# Spiral Candle Stick...but What Wood



## Dieseldog (28 Dec 2011)

hello all....ive been out in my shed this morning trying to make a spiral candle stick out of Yew 
drilled one sprial out, was looking good and very happy with mself 
started on the next spiral drilled about four holes and then crack it broke #-o 

So my Question is...what wood would you recommed to use to make a Spiral candle stick ?

Thanks Dave


----------



## jurriaan (28 Dec 2011)

Does 'dry wood' sound too harsh?

Anyway, I've seen my share of cracked yew - it even has cracks before drying too often.

I'd try again in whatever hardwood I'd have available - oak, birch, beech, elm, ash to name a few and try a piece that's dry.


----------



## Jonzjob (28 Dec 2011)

I have made 3 pairs and 2 singles. The pairs were done in beech and the singles were in Russian olive and the fist of them won me first place in the Feb challenge.. 

As a matter of interest, was the yew cracked when you started, because if I had the correct size I wouldn't hesitate in using it. A photo of your disaster may well help?


----------



## Dieseldog (28 Dec 2011)

No the wood didnt have any cracks or defects when i started 

i'll post a pic up tomorrow 

Thanks


----------



## Wood spoiler (29 Dec 2011)

I have made two

One in Ash and the other in oak

No problems with either


----------



## Richard Findley (29 Dec 2011)

Hi Dave

Traditionally spiral candlesticks would be in Mahogany, Oak or possibly Walnut. All are tight grained and work/carve well. The problem with Yew, especially as you are drilling it out for a hollow spiral by the sound of it, it is prone to heat cracks, so if you get it too hot by drilling big holes with an electric drill you may have caused cracks which resulted in a broken candlestick.

HTH

Richard


----------



## Dieseldog (29 Dec 2011)

Thanks for the replys i think Mahogany is the way forward for this project 
Jonzjob ive posted some pic's up but dont think i'll be using Yew again for making them..i'll try Mahogany or Oak

Thanks Dave


----------



## loz (29 Dec 2011)

Hiya,

Not my first choice of how to approach spirals Dave,

Try a simpler approach !!!

http://woodworking.com/ww/Article/How_t ... _7567.aspx

and

http://www.finewoodworking.com/SkillsAn ... x?id=30194


----------



## Jonzjob (29 Dec 2011)

Yup, that looks like shakes in there.. What drill bit are you using? I have found that a forstner is the best.

Loz, I first tried Ernies method and decided that it was too much like hard work! So that's why I use the method that I do and it is MUCH easier for me :mrgreen: 

Dave, you will find that you get a bit of tearout when you are drilling for the right hand threaded twists :shock: :shock:


----------



## Dieseldog (29 Dec 2011)

im using a 5/8 forstner bit and ive been following Rick Christopherson instructions for making them 

Loz im trying to make a Hollow Sprial ..thanks for the links tho, something else for me to try at a later date (hammer)


----------



## Jonzjob (29 Dec 2011)

That should do the job, but once you have drilled the first spiral just take it carefully with the others.

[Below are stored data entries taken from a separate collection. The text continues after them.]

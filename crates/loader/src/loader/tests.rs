use std::collections::{HashMap, VecDeque};
use std::sync::Arc;
use std::sync::atomic::{AtomicUsize, Ordering};
use std::time::Duration;

use async_trait::async_trait;
use parking_lot::Mutex;
use pretty_assertions::assert_eq;
use schemasync_schema::{InstanceCache, InstanceId, Schema};
use serde_json::json;

use super::*;
use crate::SchemaSource;

enum Reply {
	Schema(Schema),
	Fail,
	Hang,
}

#[derive(Default)]
struct Scripted {
	replies: Mutex<HashMap<InstanceId, VecDeque<Reply>>>,
	calls: AtomicUsize,
}

impl Scripted {
	fn push(&self, id: &str, reply: Reply) {
		self.replies.lock().entry(InstanceId::from(id)).or_default().push_back(reply);
	}

	fn calls(&self) -> usize {
		self.calls.load(Ordering::SeqCst)
	}
}

#[async_trait]
impl SchemaSource for Scripted {
	async fn fetch_schema(&self, instance: &InstanceId) -> Result<Schema> {
		self.calls.fetch_add(1, Ordering::SeqCst);
		let reply = self.replies.lock().get_mut(instance).and_then(VecDeque::pop_front);
		match reply {
			Some(Reply::Schema(schema)) => Ok(schema),
			Some(Reply::Hang) => {
				tokio::time::sleep(Duration::from_secs(60)).await;
				Err(LoaderError::Api("late".into()))
			}
			Some(Reply::Fail) | None => Err(LoaderError::Status {
				status: 503,
				body: "down".into(),
			}),
		}
	}
}

fn schema(version: i64) -> Schema {
	Schema::from_value(json!({"meta": {"schemaVersion": format!("v{version}")}, "state": {"params": {}}})).unwrap()
}

fn loader(source: &Arc<Scripted>) -> SchemaLoader {
	SchemaLoader::new(source.clone())
}

#[tokio::test(flavor = "current_thread", start_paused = true)]
async fn fetches_once_within_ttl_and_again_after() {
	let source = Arc::new(Scripted::default());
	source.push("x", Reply::Schema(schema(1)));
	source.push("x", Reply::Schema(schema(2)));
	let loader = loader(&source);
	let id = InstanceId::from("x");

	let first = loader.load_schema(&id).await.unwrap();
	assert_eq!(first.origin, LoadOrigin::Network);
	tokio::time::advance(Duration::from_secs(4 * 60)).await;
	let second = loader.load_schema(&id).await.unwrap();
	assert_eq!(second.origin, LoadOrigin::Cache);
	assert!(Arc::ptr_eq(&first.schema, &second.schema));
	assert_eq!(source.calls(), 1);

	tokio::time::advance(Duration::from_secs(60)).await;
	let third = loader.load_schema(&id).await.unwrap();
	assert_eq!(third.origin, LoadOrigin::Network);
	assert_eq!(third.schema.get("meta.schemaVersion"), Some(&json!("v2")));
	assert_eq!(source.calls(), 2);
}

#[tokio::test(flavor = "current_thread", start_paused = true)]
async fn expired_entry_backs_up_a_failed_fetch() {
	let source = Arc::new(Scripted::default());
	source.push("x", Reply::Schema(schema(1)));
	source.push("x", Reply::Fail);
	source.push("x", Reply::Hang);
	let loader = loader(&source);
	let id = InstanceId::from("x");

	loader.load_schema(&id).await.unwrap();
	tokio::time::advance(DEFAULT_TTL).await;

	let failed = loader.load_schema(&id).await.unwrap();
	assert!(failed.cached());
	assert_eq!(failed.schema.get("meta.schemaVersion"), Some(&json!("v1")));

	let started = tokio::time::Instant::now();
	let timed_out = loader.load_schema(&id).await.unwrap();
	assert!(timed_out.cached());
	assert_eq!(started.elapsed(), DEFAULT_FETCH_TIMEOUT);
	assert_eq!(source.calls(), 3);
}

#[tokio::test(flavor = "current_thread", start_paused = true)]
async fn failures_without_cache_propagate() {
	let source = Arc::new(Scripted::default());
	source.push("slow", Reply::Hang);
	let loader = loader(&source);

	let err = loader.load_schema(&InstanceId::from("slow")).await.unwrap_err();
	assert!(matches!(err, LoaderError::Timeout { after, .. } if after == DEFAULT_FETCH_TIMEOUT));

	let err = loader.load_schema(&InstanceId::from("missing")).await.unwrap_err();
	assert!(matches!(err, LoaderError::Status { status: 503, .. }));
	assert!(!loader.is_cached(&InstanceId::from("missing")));
}

#[tokio::test(flavor = "current_thread", start_paused = true)]
async fn preload_fills_instance_cache_and_reports_failures() {
	let source = Arc::new(Scripted::default());
	source.push("a", Reply::Schema(schema(1)));
	source.push("b", Reply::Fail);
	source.push("c", Reply::Schema(schema(3)));
	let loader = loader(&source);
	let cache = InstanceCache::new();
	let ids: Vec<InstanceId> = ["a", "b", "c"].into_iter().map(InstanceId::from).collect();

	let report = loader.preload_schemas(&ids, &cache).await;
	assert_eq!(report.loaded, vec![InstanceId::from("a"), InstanceId::from("c")]);
	assert_eq!(report.failed.len(), 1);
	assert_eq!(report.failed[0].0, InstanceId::from("b"));
	assert_eq!(cache.ids(), vec![InstanceId::from("a"), InstanceId::from("c")]);
}

#[tokio::test(flavor = "current_thread", start_paused = true)]
async fn clearing_forces_refetch() {
	let source = Arc::new(Scripted::default());
	for id in ["a", "b"] {
		source.push(id, Reply::Schema(schema(1)));
		source.push(id, Reply::Schema(schema(2)));
	}
	let loader = loader(&source);
	let (a, b) = (InstanceId::from("a"), InstanceId::from("b"));
	loader.load_schema(&a).await.unwrap();
	loader.load_schema(&b).await.unwrap();

	loader.clear_schema_cache(Some(&a));
	assert!(!loader.is_cached(&a));
	assert!(loader.is_cached(&b));
	assert_eq!(loader.load_schema(&a).await.unwrap().origin, LoadOrigin::Network);

	loader.clear_schema_cache(None);
	assert!(!loader.is_cached(&a) && !loader.is_cached(&b));
	assert_eq!(source.calls(), 3);
}

#[tokio::test(flavor = "current_thread", start_paused = true)]
async fn invalid_schema_is_never_cached() {
	let duplicated = Schema::from_value(json!({
		"meta": {"schemaVersion": "v9"},
		"blocks": [{"id": "x", "type": "text"}, {"id": "x", "type": "text"}],
	}))
	.unwrap();
	let source = Arc::new(Scripted::default());
	source.push("fresh", Reply::Schema(duplicated.clone()));
	source.push("known", Reply::Schema(schema(1)));
	source.push("known", Reply::Schema(duplicated));
	let loader = loader(&source);

	let err = loader.load_schema(&InstanceId::from("fresh")).await.unwrap_err();
	assert!(matches!(err, LoaderError::InvalidSchema { .. }), "{err:?}");
	assert!(!loader.is_cached(&InstanceId::from("fresh")));

	let known = InstanceId::from("known");
	loader.load_schema(&known).await.unwrap();
	tokio::time::advance(DEFAULT_TTL).await;
	let fallback = loader.load_schema(&known).await.unwrap();
	assert!(fallback.cached());
	assert_eq!(fallback.schema.get("meta.schemaVersion"), Some(&json!("v1")));
}
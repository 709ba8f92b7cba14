//! Error types for transports and the command channel.

use std::time::Duration;

use crate::protocol::RequestId;

/// Failures of the underlying socket.
#[derive(Debug, thiserror::Error)]
#[non_exhaustive]
pub enum TransportError {
	/// The connection could not be established.
	#[error("failed to connect to {url}: {reason}")]
	Connect {
		/// Target URL.
		url: String,
		/// Underlying failure.
		reason: String,
	},
	/// The connection is gone.
	#[error("connection closed")]
	Closed,
	/// WebSocket protocol or I/O failure.
	#[error("websocket error: {0}")]
	WebSocket(#[from] tokio_tungstenite::tungstenite::Error),
	/// A frame that is not valid UTF-8 text.
	#[error("invalid frame: {0}")]
	InvalidFrame(String),
}

/// Failures of [`CommandChannel`](crate::CommandChannel) operations.
#[derive(Debug, thiserror::Error)]
#[non_exhaustive]
pub enum CommandError {
	/// No open socket.
	#[error("command channel is not connected")]
	NotConnected,
	/// No response arrived in time.
	#[error("command {action:?} ({id}) timed out after {}ms", after.as_millis())]
	Timeout {
		/// Action name.
		action: String,
		/// Request id.
		id: RequestId,
		/// Timeout that elapsed.
		after: Duration,
	},
	/// The server answered with `success: false`.
	#[error("command failed: {0}")]
	Application(String),
	/// The socket closed while the request was in flight.
	#[error("connection closed before a response arrived")]
	ConnectionClosed,
	/// The outgoing frame could not be encoded.
	#[error("failed to encode frame: {0}")]
	Encode(#[from] serde_json::Error),
	/// Connecting failed.
	#[error(transparent)]
	Transport(#[from] TransportError),
}

/// Result alias for command channel operations.
pub type Result<T, E = CommandError> = std::result::Result<T, E>;
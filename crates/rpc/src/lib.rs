//! Request/response command channel over a persistent socket.
//!
//! * [`Connector`]: opens text-frame connections ([`WsConnector`] for WebSockets).
//! * [`RequestIdGen`]: namespaced, zero-padded request ids that never repeat.
//! * [`CommandChannel`]: id-correlated RPC with per-request timeouts, fire-and-forget
//!   events, and bounded fixed-delay reconnection.
//! * [`ConnectionStatus`]: observable socket state shared with the push channel.

#![warn(missing_docs)]

pub mod channel;
pub mod error;
#[cfg(any(test, feature = "memory"))]
pub mod memory;
pub mod protocol;
pub mod status;
pub mod transport;

pub use channel::{CommandChannel, CommandConfig};
pub use error::{CommandError, Result, TransportError};
pub use protocol::{CommandResponse, RequestId, RequestIdGen};
pub use status::ConnectionStatus;
pub use transport::{Connection, Connector, FrameSink, FrameStream, WsConnector};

This was my winner by the way and I was reet chuffed with the result






And would you believe it started of a bit like this






Life is like turning? You never know what you got till you try :mrgreen:


----------



## Dieseldog (29 Dec 2011)

Thats one of my loves for Turning....finding whats inside a tatty old piece of wood like that.
i like the way you have made two hollow sprials =D> ...something for me to think about as well :? 

Thanks for posting that up John

i'll have another go soon and this time take it a bit slower with the drilling 

Cheers Dave


----------



## loz (30 Dec 2011)

Dieseldog":1y4ttezc said:


> im using a 5/8 forstner bit and ive been following Rick Christopherson instructions for making them
> 
> Loz im trying to make a Hollow Sprial ..thanks for the links tho, something else for me to try at a later date (hammer)



Hiya,

This technique also works fine for hollow spirals, ask Stuart Mortimer he's not bad at them.

L


----------



## Jonzjob (30 Dec 2011)

He doesn't look too bad does he :mrgreen: 

Ernie in the video above also does hollow spirals in his video, but what I would like to know is how does he put the drilled hole right down the middle? I can't do that even with something as short as 1/2 a pen blank! If I have to have a hole down the middle of anything then the hole is drilled before I start turning the blank to round. Then, using the hole as the centre I know that it's in the middle.

Dave, don't forget that when you drill out the spirals the wood left behind is a triangular shape, so the holes drilled need to be a bit smaller than you may think to leave enough behind to make it strong enough to survive. Not a very clear explanation  I almost found out the hard way when I turned a candle stick in French box for the lady who supplied that box wood. As you can see, the twist finished up quite thin :shock: :shock:


----------



## Wood spoiler (30 Dec 2011)

I used the same technique as John does and quite frankly it works well and you don't have the problems associated with a long bore down the centre wandering off.

Using a drill press with the depth gauge drilling the four sets of hole effectively produces the hollow centre without the drama's of a wandering centre hole.

The saying is "if it ain't broke don't fix it"

The spirals produced using the method advocated by John produces a reliable method and the output is very striking


----------



## Jonzjob (30 Dec 2011)

That's pretty good for you Colin :mrgreen: :mrgreen: In fact that's bruddie good mate, I do like that!

As you say, it works.. The main this is accurate marking out, iincluding the freehand drawing of the spiral itself, but you can assist that by laying a length of paper between the vertiacl and horizontal markings and use the edge as a guide..

Good ere init 8)


----------



## Dieseldog (30 Dec 2011)

Thanks for posting your pic's up guys ..To me they ALL look stunning even yours John with the thin sprials :lol: 

when i was drilling i did use a drill press with the work sat in a piece of wood with a V cut in to it ...i think next time i'll use a smaller Forstner bit see how that goes 

Thanks Dave


----------